> **What needs to be done**
Restate word for word the lines of the data below, from the first through the one that has "pub fn has_images(&self)".

---- Extracted records

//! Catalog items as they arrive from the fulfillment provider and as they are
//! mirrored locally.

use std::collections::BTreeMap;
use std::str::FromStr;

use chrono::{DateTime, Utc};
use rust_decimal::Decimal;
use serde::{Deserialize, Serialize};

use crate::ParseStatusError;

/// A product as published by the fulfillment provider, normalized for import.
///
/// Read-only from this system's point of view: the import pipeline mirrors it
/// but never writes it back.
#[derive(Debug, Clone, PartialEq, Serialize, Deserialize)]
pub struct RemoteCatalogItem {
    /// Provider-side identifier, unique across the provider's catalog.
    pub external_id: String,
    pub title: String,
    pub description: Option<String>,
    pub sku: Option<String>,
    pub price: Decimal,
    /// ISO 4217 currency code (e.g., `"USD"`).
    pub currency_code: String,
    pub inventory_count: i32,
    /// Image URLs in display order. Index in this list becomes the image position.
    pub images: Vec<String>,
    pub variants: Vec<RemoteVariant>,
    pub tags: Vec<String>,
    pub categories: Vec<String>,
    pub vendor: Option<String>,
    pub updated_at: Option<DateTime<Utc>>,
}

impl RemoteCatalogItem {
    #[must_use]
    pub fn has_variants(&self) -> bool {
        !self.variants.is_empty()
    }

    #[must_use]
    pub fn has_images(&self) -> bool {
        !self.images.is_empty()
    }

    /// Sum of variant inventory, or the item-level count when there are no variants.
    #[must_use]
    pub fn total_inventory(&self) -> i32 {
        if self.variants.is_empty() {
            self.inventory_count
        } else {
            self.variants
                .iter()
                .fold(0i32, |acc, v| acc.saturating_add(v.inventory_count))
        }
    }
}

/// A purchasable variant of a [`RemoteCatalogItem`] (size, color, ...).
#[derive(Debug, Clone, PartialEq, Serialize, Deserialize)]
pub struct RemoteVariant {
    pub external_id: String,
    pub title: String,
    pub sku: Option<String>,
    pub price: Decimal,
    pub inventory_count: i32,
    /// Option name to value, e.g. `{"size": "M", "color": "navy"}`.
    pub options: BTreeMap<String, String>,
}

#[derive(Debug, Clone, Copy, PartialEq, Eq, Serialize, Deserialize)]
#[serde(rename_all = "lowercase")]
pub enum ImportStatus {
    Pending,
    Imported,
    Failed,
}

impl ImportStatus {
    #[must_use]
    pub fn as_str(self) -> &'static str {
        match self {
            ImportStatus::Pending => "pending",
            ImportStatus::Imported => "imported",
            ImportStatus::Failed => "failed",
        }
    }
}

impl std::fmt::Display for ImportStatus {
    fn fmt(&self, f: &mut std::fmt::Formatter<'_>) -> std::fmt::Result {
        f.write_str(self.as_str())
    }
}

impl FromStr for ImportStatus {
    type Err = ParseStatusError;

    fn from_str(s: &str) -> Result<Self, Self::Err> {
        match s {
            "pending" => Ok(ImportStatus::Pending),
            "imported" => Ok(ImportStatus::Imported),
            "failed" => Ok(ImportStatus::Failed),
            other => Err(ParseStatusError {
                kind: "import",
                value: other.to_string(),
            }),
        }
    }
}

/// Local mirror of a [`RemoteCatalogItem`], one row per `external_id`.
#[derive(Debug, Clone, PartialEq, Serialize, Deserialize)]
pub struct StoredCatalogItem {
    pub id: i64,
    pub external_id: String,
    pub title: String,
    pub description: Option<String>,
    pub sku: Option<String>,
    pub price: Decimal,
    pub currency_code: String,
    pub inventory_count: i32,
    pub images: Vec<String>,
    pub tags: Vec<String>,
    pub categories: Vec<String>,
    pub vendor: Option<String>,
    pub import_status: ImportStatus,
    /// Set once the item has been turned into a marketplace product.
    pub local_product_id: Option<i64>,
    pub imported_at: Option<DateTime<Utc>>,
    pub created_at: DateTime<Utc>,
    pub updated_at: DateTime<Utc>,
}

impl StoredCatalogItem {
    #[must_use]
    pub fn is_imported(&self) -> bool {
        self.import_status == ImportStatus::Imported
    }
}

/// Local mirror of a [`RemoteVariant`], keyed by `(stored_item_id, external_variant_id)`.
#[derive(Debug, Clone, PartialEq, Serialize, Deserialize)]
pub struct StoredVariant {
    pub id: i64,
    pub stored_item_id: i64,
    pub external_variant_id: String,
    pub title: String,
    pub sku: Option<String>,
    pub price: Decimal,
    pub inventory_count: i32,
    pub options: BTreeMap<String, String>,
    pub updated_at: DateTime<Utc>,
}
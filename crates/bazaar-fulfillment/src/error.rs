use thiserror::Error;

#[derive(Debug, Error)]
pub enum ApiError {
    #[error("network error: {0}")]
    Http(#[from] reqwest::Error),

    /// Non-2xx response whose body carried no readable error message.
    #[error("network error: unexpected HTTP status {status} from {url}")]
    Status { status: u16, url: String },

    #[error("endpoint not found: {url}")]
    NotFound { url: String },

    #[error("rate limited by fulfillment API (retry after {retry_after_secs}s)")]
    RateLimited { retry_after_secs: u64 },

    /// Non-2xx response with a parseable error body; the provider's message is kept verbatim.
    #[error("{message}")]
    Upstream { status: u16, message: String },

    #[error("JSON deserialization error for {context}: {source}")]
    Deserialize {
        context: String,
        #[source]
        source: serde_json::Error,
    },

    #[error("normalization error for item {external_id}: {reason}")]
    Normalization { external_id: String, reason: String },

    #[error("invalid base URL \"{base_url}\": {reason}")]
    InvalidBaseUrl { base_url: String, reason: String },

    #[error("pagination limit reached: exceeded {max_pages} pages")]
    PaginationLimit { max_pages: usize },
}

impl ApiError {
    /// HTTP status carried by the error, when the failure came from a response.
    #[must_use]
    pub fn status(&self) -> Option<u16> {
        match self {
            ApiError::Status { status, .. } | ApiError::Upstream { status, .. } => Some(*status),
            ApiError::NotFound { .. } => Some(404),
            ApiError::RateLimited { .. } => Some(429),
            ApiError::Http(e) => e.status().map(|s| s.as_u16()),
            _ => None,
        }
    }

    /// Returns `true` if the failure is transient and worth another attempt:
    /// transport errors, 429, and 5xx responses with or without a readable
    /// body. Every other 4xx is final.
    #[must_use]
    pub fn is_retriable(&self) -> bool {
        match self {
            ApiError::Http(_) | ApiError::RateLimited { .. } => true,
            ApiError::Status { status, .. } => *status >= 500 || *status == 429,
            ApiError::Upstream { status, .. } => *status >= 500,
            ApiError::NotFound { .. }
            | ApiError::Deserialize { .. }
            | ApiError::Normalization { .. }
            | ApiError::InvalidBaseUrl { .. }
            | ApiError::PaginationLimit { .. } => false,
        }
    }

    /// `true` for 4xx-class failures other than rate limiting.
    #[must_use]
    pub fn is_client_error(&self) -> bool {
        !matches!(self, ApiError::RateLimited { .. })
            && self.status().is_some_and(|s| (400..500).contains(&s))
    }
}
//! Retry with exponential backoff for the fulfillment client.
//!
//! What counts as retriable is decided by [`ApiError::is_retriable`]:
//! transport failures, 429s, and 5xx responses are retried. Client errors
//! (4xx), decode failures, and normalization errors propagate immediately.

use std::future::Future;
use std::time::Duration;

use crate::error::ApiError;

/// How many times to try a request and how long to wait between tries.
#[derive(Debug, Clone, Copy, PartialEq, Eq)]
pub struct RetryPolicy {
    /// Total attempts including the first one. `1` disables retries.
    pub max_attempts: u32,
    /// Base delay: the wait after failed attempt `n` (0-based) is `backoff_base * 2^n`.
    pub backoff_base: Duration,
}

impl Default for RetryPolicy {
    fn default() -> Self {
        Self {
            max_attempts: 3,
            backoff_base: Duration::from_secs(1),
        }
    }
}

impl RetryPolicy {
    #[must_use]
    pub fn new(max_attempts: u32, backoff_base: Duration) -> Self {
        Self {
            max_attempts: max_attempts.max(1),
            backoff_base,
        }
    }

    /// A policy that tries once and never sleeps.
    #[must_use]
    pub fn no_retry() -> Self {
        Self::new(1, Duration::ZERO)
    }

    /// Delay to wait after the given 0-based failed attempt.
    #[must_use]
    pub fn delay_for(&self, attempt: u32) -> Duration {
        self.backoff_base
            .saturating_mul(1u32 << attempt.min(31))
    }
}

/// Executes `operation`, retrying transient failures per `policy`.
///
/// | Attempt | Sleep before it (base = 1 s) |
/// |---------|------------------------------|
/// | 1       | none                         |
/// | 2       | 1 s                          |
/// | 3       | 2 s                          |
///
/// Returns the last error once attempts are exhausted.
pub(crate) async fn retry_with_backoff<T, F, Fut>(
    policy: RetryPolicy,
    mut operation: F,
) -> Result<T, ApiError>
where
    F: FnMut() -> Fut,
    Fut: Future<Output = Result<T, ApiError>>,
{
    let mut attempt = 0u32;
    loop {
        match operation().await {
            Ok(value) => return Ok(value),
            Err(err) => {
                if !err.is_retriable() || attempt + 1 >= policy.max_attempts {
                    return Err(err);
                }
                let delay = policy.delay_for(attempt);
                tracing::warn!(
                    attempt = attempt + 1,
                    max_attempts = policy.max_attempts,
                    delay_ms = u64::try_from(delay.as_millis()).unwrap_or(u64::MAX),
                    error = %err,
                    "transient fulfillment API error, retrying after backoff"
                );
                tokio::time::sleep(delay).await;
                attempt += 1;
            }
        }
    }
}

--------

> **Exercise answer**
//! Catalog items as they arrive from the fulfillment provider and as they are
//! mirrored locally.

use std::collections::BTreeMap;
use std::str::FromStr;

use chrono::{DateTime, Utc};
use rust_decimal::Decimal;
use serde::{Deserialize, Serialize};

use crate::ParseStatusError;

/// A product as published by the fulfillment provider, normalized for import.
///
/// Read-only from this system's point of view: the import pipeline mirrors it
/// but never writes it back.
#[derive(Debug, Clone, PartialEq, Serialize, Deserialize)]
pub struct RemoteCatalogItem {
    /// Provider-side identifier, unique across the provider's catalog.
    pub external_id: String,
    pub title: String,
    pub description: Option<String>,
    pub sku: Option<String>,
    pub price: Decimal,
    /// ISO 4217 currency code (e.g., `"USD"`).
    pub currency_code: String,
    pub inventory_count: i32,
    /// Image URLs in display order. Index in this list becomes the image position.
    pub images: Vec<String>,
    pub variants: Vec<RemoteVariant>,
    pub tags: Vec<String>,
    pub categories: Vec<String>,
    pub vendor: Option<String>,
    pub updated_at: Option<DateTime<Utc>>,
}

impl RemoteCatalogItem {
    #[must_use]
    pub fn has_variants(&self) -> bool {
        !self.variants.is_empty()
    }

    #[must_use]
    pub fn has_images(&self) -> bool {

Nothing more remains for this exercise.